§ **Information provided**:
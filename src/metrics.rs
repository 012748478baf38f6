//! Poll cycle metrics
//!
//! Tracks fetch latency percentiles and success rates over a rolling window.

use serde::Serialize;
use std::collections::VecDeque;
use std::time::Duration;
use tokio::sync::RwLock;

/// Maximum number of samples to keep for percentile calculation
const MAX_SAMPLES: usize = 100;

/// Fetch metrics reported by the dashboard
#[derive(Debug, Clone, Serialize)]
pub struct FetchMetrics {
    /// Name of the provider
    pub provider_name: String,
    /// 50th percentile fetch latency in milliseconds
    pub latency_p50_ms: f64,
    /// 99th percentile fetch latency in milliseconds
    pub latency_p99_ms: f64,
    /// Success rate (0.0 to 1.0)
    pub success_rate: f64,
    /// Total number of fetches (lifetime)
    pub total_fetches: u64,
    /// Number of failed fetches (lifetime)
    pub failed_fetches: u64,
    /// Number of successful exports (lifetime)
    pub exports: u64,
}

#[derive(Debug, Default)]
struct MetricsState {
    latencies_ms: VecDeque<f64>,
    total_fetches: u64,
    failed_fetches: u64,
    exports: u64,
}

/// Collects fetch and export counters for one provider
pub struct MetricsCollector {
    provider_name: String,
    state: RwLock<MetricsState>,
}

impl MetricsCollector {
    pub fn new(provider_name: &str) -> Self {
        Self {
            provider_name: provider_name.to_string(),
            state: RwLock::new(MetricsState::default()),
        }
    }

    /// Records a fetch with its duration and success status
    ///
    /// Only successful fetches contribute latency samples.
    pub async fn record_fetch(&self, duration: Duration, success: bool) {
        let mut state = self.state.write().await;
        state.total_fetches += 1;

        if !success {
            state.failed_fetches += 1;
            return;
        }

        if state.latencies_ms.len() >= MAX_SAMPLES {
            state.latencies_ms.pop_front();
        }
        state.latencies_ms.push_back(duration.as_secs_f64() * 1000.0);
    }

    pub async fn record_export(&self) {
        self.state.write().await.exports += 1;
    }

    /// Computes current metrics from collected samples
    pub async fn snapshot(&self) -> FetchMetrics {
        let state = self.state.read().await;

        let mut latencies: Vec<f64> = state.latencies_ms.iter().copied().collect();
        latencies.sort_by(|a, b| a.total_cmp(b));

        let success_rate = if state.total_fetches > 0 {
            (state.total_fetches - state.failed_fetches) as f64 / state.total_fetches as f64
        } else {
            1.0
        };

        FetchMetrics {
            provider_name: self.provider_name.clone(),
            latency_p50_ms: percentile(&latencies, 50.0),
            latency_p99_ms: percentile(&latencies, 99.0),
            success_rate,
            total_fetches: state.total_fetches,
            failed_fetches: state.failed_fetches,
            exports: state.exports,
        }
    }
}

/// Calculate percentile from sorted values
fn percentile(sorted_values: &[f64], p: f64) -> f64 {
    if sorted_values.is_empty() {
        return 0.0;
    }

    let idx = (p / 100.0 * (sorted_values.len() - 1) as f64).round() as usize;
    sorted_values[idx.min(sorted_values.len() - 1)]
}

#[cfg(test)]
mod tests {
    use super::*;

    #[tokio::test]
    async fn test_metrics_collector() {
        let collector = MetricsCollector::new("test");

        collector.record_fetch(Duration::from_millis(100), true).await;
        collector.record_fetch(Duration::from_millis(200), true).await;
        collector.record_fetch(Duration::from_millis(150), false).await;
        collector.record_export().await;

        let metrics = collector.snapshot().await;

        assert_eq!(metrics.provider_name, "test");
        assert_eq!(metrics.total_fetches, 3);
        assert_eq!(metrics.failed_fetches, 1);
        assert_eq!(metrics.exports, 1);
        assert!(metrics.success_rate > 0.6 && metrics.success_rate < 0.7);
        assert_eq!(metrics.latency_p99_ms, 200.0);
    }

    #[tokio::test]
    async fn test_empty_metrics() {
        let metrics = MetricsCollector::new("test").snapshot().await;
        assert_eq!(metrics.success_rate, 1.0);
        assert_eq!(metrics.latency_p50_ms, 0.0);
    }

    #[test]
    fn test_percentile() {
        let values = vec![1.0, 2.0, 3.0, 4.0, 5.0, 6.0, 7.0, 8.0, 9.0, 10.0, 11.0];
        assert_eq!(percentile(&values, 50.0), 6.0);
        assert_eq!(percentile(&values, 99.0), 11.0);
        assert_eq!(percentile(&[], 50.0), 0.0);
    }
}
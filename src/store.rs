//! In-memory dashboard store with broadcast capabilities

use crate::{
    constants::EVENT_CHANNEL_CAPACITY,
    error::DashboardError,
    types::{DashboardEvent, MarketSnapshot, MarketSummary},
};
use chrono::{DateTime, Utc};
use serde::Serialize;
use std::sync::atomic::{AtomicU64, Ordering};
use std::sync::Arc;
use tokio::sync::{broadcast, RwLock};

/// A snapshot together with the statistics derived from it
#[derive(Debug, Clone, Serialize)]
pub struct DashboardView {
    pub snapshot: MarketSnapshot,
    pub summary: MarketSummary,
}

/// Most recent cycle failure
#[derive(Debug, Clone, Serialize)]
pub struct CycleFailure {
    pub message: String,
    pub at: DateTime<Utc>,
}

/// In-memory store for the latest dashboard data
///
/// The view is replaced wholesale on every successful cycle; readers hold an
/// `Arc` to whichever view was current when they looked.
pub struct DashboardStore {
    latest: RwLock<Option<Arc<DashboardView>>>,
    last_failure: RwLock<Option<CycleFailure>>,
    completed_cycles: AtomicU64,
    events: broadcast::Sender<DashboardEvent>,
}

impl DashboardStore {
    /// Creates an empty dashboard store
    pub fn new() -> Self {
        let (events, _) = broadcast::channel(EVENT_CHANNEL_CAPACITY);
        Self {
            latest: RwLock::new(None),
            last_failure: RwLock::new(None),
            completed_cycles: AtomicU64::new(0),
            events,
        }
    }

    /// Replaces the current view and clears any recorded failure
    pub async fn publish(&self, snapshot: MarketSnapshot, summary: MarketSummary) -> Arc<DashboardView> {
        let view = Arc::new(DashboardView { snapshot, summary });

        *self.latest.write().await = Some(view.clone());
        *self.last_failure.write().await = None;
        self.completed_cycles.fetch_add(1, Ordering::Relaxed);

        tracing::debug!(
            snapshot_id = %view.snapshot.id,
            rows = view.snapshot.len(),
            "Published snapshot"
        );

        view
    }

    /// Gets the current view
    pub async fn latest(&self) -> Option<Arc<DashboardView>> {
        self.latest.read().await.clone()
    }

    /// Gets the current view, or `NotReady` if no cycle has succeeded yet
    pub async fn require_latest(&self) -> Result<Arc<DashboardView>, DashboardError> {
        self.latest().await.ok_or(DashboardError::NotReady)
    }

    /// Records a failed cycle; the previous view stays in place
    pub async fn record_failure(&self, message: impl Into<String>) {
        *self.last_failure.write().await = Some(CycleFailure {
            message: message.into(),
            at: Utc::now(),
        });
    }

    pub async fn last_failure(&self) -> Option<CycleFailure> {
        self.last_failure.read().await.clone()
    }

    /// Number of cycles that produced a snapshot
    pub fn completed_cycles(&self) -> u64 {
        self.completed_cycles.load(Ordering::Relaxed)
    }

    /// Sends an event to every live subscriber
    pub fn emit(&self, event: DashboardEvent) {
        tracing::trace!(event_type = event.event_type(), "{}", event);
        // no subscribers is fine
        let _ = self.events.send(event);
    }

    pub fn subscribe(&self) -> broadcast::Receiver<DashboardEvent> {
        self.events.subscribe()
    }
}

impl Default for DashboardStore {
    fn default() -> Self {
        Self::new()
    }
}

§ **Task objective**: Using the records above, copy word for word the line with "pub async fn last_failure(&self)", the line with "pub fn emit(&self, event: DashboardEvent)", and every line between them.

§ **Final answer**:
    pub async fn last_failure(&self) -> Option<CycleFailure> {
        self.last_failure.read().await.clone()
    }

    /// Number of cycles that produced a snapshot
    pub fn completed_cycles(&self) -> u64 {
        self.completed_cycles.load(Ordering::Relaxed)
    }

    /// Sends an event to every live subscriber
    pub fn emit(&self, event: DashboardEvent) {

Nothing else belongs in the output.